Colm O'Regan: A super satisfying result for Irish football, but now we're hungry for stats and analysis
Jayson Molumby runs to celebrate with Troy Parrott after the striker's third goal of the game delivered a precious win for Ireland. Picture: ©INPHO/Ryan Byrne.
You could talk about any number of things from 4ish o’clock last Sunday. You could talk about the penalty in years gone by that we wouldn’t have got and we’d be lamenting it for three generations. Or you could talk about the second goal which was EXACTLY the kind of goal we concede to tricky, nippy foreigners, or the third goal which was like almost every important goal we’ve scored since 1988.
You could talk about the fact that so many of us released 10 years of frustration in a roar. There were probably emotions still stuck somewhere in the gut since covid. in
It was an enema for the soul... but without all the weird water. My children had never heard me roar like that in their lives. (Apart from the primeval howl when Robbie O’Flynn was fouled while trying to equalise against Clare in the 2024 All-Ireland.)
You could talk about how Troy Parrott is simultaneously humble and in touch with his emotions and also a cold-blooded assassin who can kill with three different weapons in 90 minutes.

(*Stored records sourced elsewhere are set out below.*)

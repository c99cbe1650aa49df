use std::cell::Cell;

use chrono::{DateTime, Duration, Utc};

use crate::config::STUDY_DURATION_SECS;

/// Wall-clock source; `Fixed` keeps tests deterministic.
#[derive(Debug, Clone, Copy, Default)]
pub enum Clock {
    #[default]
    System,
    Fixed(DateTime<Utc>),
}

impl Clock {
    pub fn now(&self) -> DateTime<Utc> {
        match self {
            Clock::System => Utc::now(),
            Clock::Fixed(t) => *t,
        }
    }

    /// Moves a fixed clock forward. No effect on `Clock::System`.
    pub fn advance(&mut self, delta: Duration) {
        if let Clock::Fixed(t) = self {
            *t += delta;
        }
    }
}

/// Gate between the study phase and the test phase.
///
/// Once the threshold has been observed as elapsed it stays elapsed until
/// `start` is called again, even if the wall clock steps backwards.
#[derive(Debug, Clone)]
pub struct StudyTimer {
    clock: Clock,
    threshold: Duration,
    started_at: Option<DateTime<Utc>>,
    elapsed_latch: Cell<bool>,
}

impl Default for StudyTimer {
    fn default() -> Self {
        Self::new(Clock::System)
    }
}

impl StudyTimer {
    pub fn new(clock: Clock) -> Self {
        Self {
            clock,
            threshold: Duration::seconds(STUDY_DURATION_SECS),
            started_at: None,
            elapsed_latch: Cell::new(false),
        }
    }

    pub fn start(&mut self) {
        self.started_at = Some(self.clock.now());
        self.elapsed_latch.set(false);
    }

    pub fn is_started(&self) -> bool {
        self.started_at.is_some()
    }

    pub fn threshold(&self) -> Duration {
        self.threshold
    }

    pub fn elapsed(&self) -> Duration {
        self.started_at
            .map(|start| (self.clock.now() - start).max(Duration::zero()))
            .unwrap_or_else(Duration::zero)
    }

    /// Time left before the test may start, floored at zero.
    pub fn remaining(&self) -> Duration {
        if self.started_at.is_none() {
            return self.threshold;
        }
        if self.is_elapsed() {
            return Duration::zero();
        }
        (self.threshold - self.elapsed()).max(Duration::zero())
    }

    pub fn is_elapsed(&self) -> bool {
        if self.elapsed_latch.get() {
            return true;
        }
        let elapsed = self.started_at.is_some() && self.elapsed() >= self.threshold;
        if elapsed {
            self.elapsed_latch.set(true);
        }
        elapsed
    }

    pub fn clock_mut(&mut self) -> &mut Clock {
        &mut self.clock
    }
}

And how his goal celebration means people of every gender will be asking for crop-tops for Christmas.
But one other thing that I'd like to talk about is the absolutely glorious hunger you experience afterwards for Opinions and Statistics. There have been so many times over the last 10 years where you avoid the coverage. We switch off the radio as the smouldering remains are raked for clues as to what went wrong.

But after a match like that, janey, you’d go to an extra Confession to see what the priest thought about Hungary’s time-wasting. You’d go on your local councillor’s Facebook page to exchange comments with the normally irate about how Caoimhín Kelleher’s first touch before the vital punt was key to everything.

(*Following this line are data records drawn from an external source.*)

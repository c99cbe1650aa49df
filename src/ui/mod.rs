pub mod layout;
mod drill;
mod menu;
mod sessions;
mod study;
mod summary;

use ratatui::{
    style::{Color, Modifier, Style},
    text::Span,
};

pub use layout::{calculate_frame_chunks, calculate_study_chunks, calculate_test_chunks};
pub use drill::{draw_quit_confirmation, draw_test};
pub use menu::draw_menu;
pub use sessions::{format_session_date, format_session_item};
pub use study::{draw_study, draw_study_ready};
pub use summary::draw_summary;

fn key_span(key: &str) -> Span<'_> {
    Span::styled(
        key,
        Style::default()
            .fg(Color::Cyan)
            .add_modifier(Modifier::BOLD),
    )
}
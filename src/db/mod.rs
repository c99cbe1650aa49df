use rusqlite::{Connection, Result};
use std::path::PathBuf;

pub mod session;

fn get_data_dir() -> PathBuf {
    if cfg!(target_os = "windows") {
        let home = std::env::var("USERPROFILE").unwrap_or_else(|_| "C:\\Users\\User".to_string());
        PathBuf::from(home).join(".local\\share\\spelling-drill")
    } else {
        let home = std::env::var("HOME").unwrap_or_else(|_| "/home/user".to_string());
        PathBuf::from(home).join(".local/share/spelling-drill")
    }
}

pub fn get_db_path() -> PathBuf {
    get_data_dir().join("history.db")
}

pub fn init_db() -> Result<Connection> {
    let db_path = get_db_path();

    if let Some(parent) = db_path.parent() {
        std::fs::create_dir_all(parent).ok();
    }

    let conn = Connection::open(&db_path)?;

    run_migrations(&conn)?;

    Ok(conn)
}

pub(crate) fn run_migrations(conn: &Connection) -> Result<()> {
    conn.execute(
        "CREATE TABLE IF NOT EXISTS sessions (
            id INTEGER PRIMARY KEY AUTOINCREMENT,
            deck_name TEXT NOT NULL,
            started_at INTEGER NOT NULL,
            completed_at INTEGER,
            pool_size INTEGER NOT NULL,
            correct_count INTEGER NOT NULL DEFAULT 0,
            total_count INTEGER NOT NULL DEFAULT 0
        )",
        [],
    )?;

    conn.execute(
        "CREATE INDEX IF NOT EXISTS idx_sessions_started ON sessions(started_at)",
        [],
    )?;

    Ok(())
}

You’ll press refresh on your favourite podcast, desperate to hear them to confirm what you know yourself but you just want to hear them say it. It feels good to be agreeing violently with everyone. It’s like a wedding prosecco reception of humanity. Everyone just so pleased.

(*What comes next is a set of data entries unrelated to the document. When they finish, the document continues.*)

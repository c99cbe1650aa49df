use crate::models::TestOutcome;
use crate::ui::layout::calculate_frame_chunks;
use crate::utils::accuracy_percent;
use ratatui::{
    layout::Alignment,
    style::{Color, Modifier, Style},
    text::{Line, Span, Text},
    widgets::{Block, Borders, Paragraph, Wrap},
    Frame,
};

use super::key_span;

pub fn draw_summary(f: &mut Frame, outcome: &TestOutcome) {
    let (header, body, footer) = calculate_frame_chunks(f.area(), 1);

    let title = Paragraph::new(format!("Test Summary - {}", outcome.deck_name))
        .style(
            Style::default()
                .fg(Color::Cyan)
                .add_modifier(Modifier::BOLD),
        )
        .alignment(Alignment::Center)
        .block(Block::default().borders(Borders::ALL));
    f.render_widget(title, header);

    let mut summary_text = Text::default();
    summary_text.push_line(Line::from(format!("Words in pool: {}", outcome.pool_size)));
    summary_text.push_line(Line::from(""));
    summary_text.push_line(Line::from(format!(
        "Score: {}/{}",
        outcome.correct_count, outcome.total_count
    )));
    let accuracy = match accuracy_percent(outcome.correct_count, outcome.total_count) {
        Some(percent) => format!("Accuracy: {:.1}%", percent),
        None => "No words attempted".to_string(),
    };
    summary_text.push_line(Line::from(Span::styled(
        accuracy,
        Style::default().add_modifier(Modifier::BOLD),
    )));

    let summary = Paragraph::new(summary_text)
        .wrap(Wrap { trim: true })
        .block(Block::default().borders(Borders::ALL));
    f.render_widget(summary, body);

    let help_text = vec![Line::from(vec![
        key_span("m"),
        Span::from(" Main Menu  "),
        key_span("Esc"),
        Span::from(" Quit  "),
    ])];
    let help = Paragraph::new(help_text)
        .alignment(Alignment::Center)
        .block(Block::default().borders(Borders::ALL));
    f.render_widget(help, footer);
}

And statistics. Now that a litany of misery has been broken, I’m looking at that strange Group F table. How we should have never feared Hungary when we beat every other team in the group and they only beat Armenia. How we scored more in the last two games than the previous four.
How all our goals came from strikers, even though we have talked more about our lack of strikers than our lack of a unified island. That is simply not the Irish way. There has to be at least one powerful header from a talismanic defender who may or may not have a bloody bandage around their head.
And of course, I went looking for precedent. But no, we have never had all our goals scored by strikers in the history of the team. Except maybe for the 1966 World Cup where our qualifying group was just us and Spain, because the other team in the group was Syria and they boycotted the group (in solidarity with an African nations boycott over the lack of qualifying places).
Andy McEvoy, a wing-half or inside-forward (an old position that’s now more of a winger), scored but I’m not counting that. But that’s the kind of odd stuff you find when you dive into the past with nerdy joy.
Or we have never beaten two teams placed higher than us in the rankings consecutively. Ever. Or at least according to Wikipedia.
Or it’s the first time anyone has scored a hat-trick away from Dublin.
Let’s assume the March play-off is some sort of travesty or tragedy or general vale of tears. And for now, it’s just time to slide on our backs in our crop-top of happiness.